# Is it possible to start a thread or post and remain anonymous?



## seasoned (May 17, 2007)

There was a thread started and I looked to see if there was any info on the author and came up black.


----------



## Shaderon (May 17, 2007)

Where is it?  Can you link it please?


----------



## shesulsa (May 17, 2007)

seasoned said:


> There was a thread started and I looked to see if there was any info on the author and came up black.


MartialTalk requires your real name and real location in the "REQ Real Name" and "REQ Location" fields in your profile for registration and membership. 

But if you look carefully, when you edit your profile, you'll see two more fields that say "Name" and "Location."  These two fields are what are shown to everyone who looks at your profile.  So if you don't want anyone except the staff to know who you are, you can edit the fields that DON'T have the "REQ" in them.

Be sure to leave your accurate name and location in the REQ fields, though; and believe me, we do check. 
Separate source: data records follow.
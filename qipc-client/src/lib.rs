//! # qipc-client
//!
//! Async client for q IPC services.
//!
//! This crate provides:
//! - The credential handshake with version negotiation and legacy fallback
//! - Frame reading (including compressed payloads) and frame writing
//! - A connection with serialized sync/async dispatch
//! - Optional TLS support

pub mod config;
pub mod connection;
pub mod error;
pub mod handshake;
pub mod reader;
pub mod stream;
pub mod tls;
pub mod writer;

pub use config::{ConnectionConfig, TlsClientConfig};
pub use connection::Connection;
pub use error::ClientError;
pub use handshake::HandshakeState;
pub use reader::FrameReader;
pub use stream::IpcStream;
pub use writer::FrameWriter;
Does that answer your question?


----------



## Drac (May 17, 2007)

Ya beat me to it Shesulsa...


----------



## seasoned (May 17, 2007)

There was a thread started on 1/07/06 by Always Training called "Does one's skill flow from the kata". This thread has 119 replies and 1,747 views, and still going. It was a very good thread and I went back to get info on who started it and was not able to.


----------



## seasoned (May 17, 2007)

It is in the Karate section 4 thread down


----------



## Ceicei (May 17, 2007)

The original poster, AlwaysTraining, is no longer a member here.  That is why you do not see any info on this UserID.

- Ceicei


----------



## seasoned (May 18, 2007)

Thank you all so much for the quick responce. This is yet another reason why martial talk is a top notch site on the web.


----------



## Bob Hubbard (May 18, 2007)

One other answer. 

Yes.  But not at the moment.  There is an add-on that would allow the option of posting as 'anonymous', and another that would allow the topic starter in a particular forum to be anonymous, but neither are running here currently.


----------



## Sukerkin (May 18, 2007)

Just an opinion, *Bob* (and I don't know how seriously you are considering it) but I don't feel that it's necessarily a good idea to allow annonymous thread creation. 

I know that to an extent we are annonymous, by virtue of being on the Net rather than in the same room, but I think having a visible user identity and history works to reduce the amount of 'junk' on a website.


----------



## Bob Hubbard (May 18, 2007)

There are good reasons to use them, but I've never seen a 'fit' for them here, y'know? Sites that use them tend to use them for sensitive topics or where you want to fish for info without opening yourself up to retaliation. 

But I agree, having some level of accountability does minimize the headaches.


----------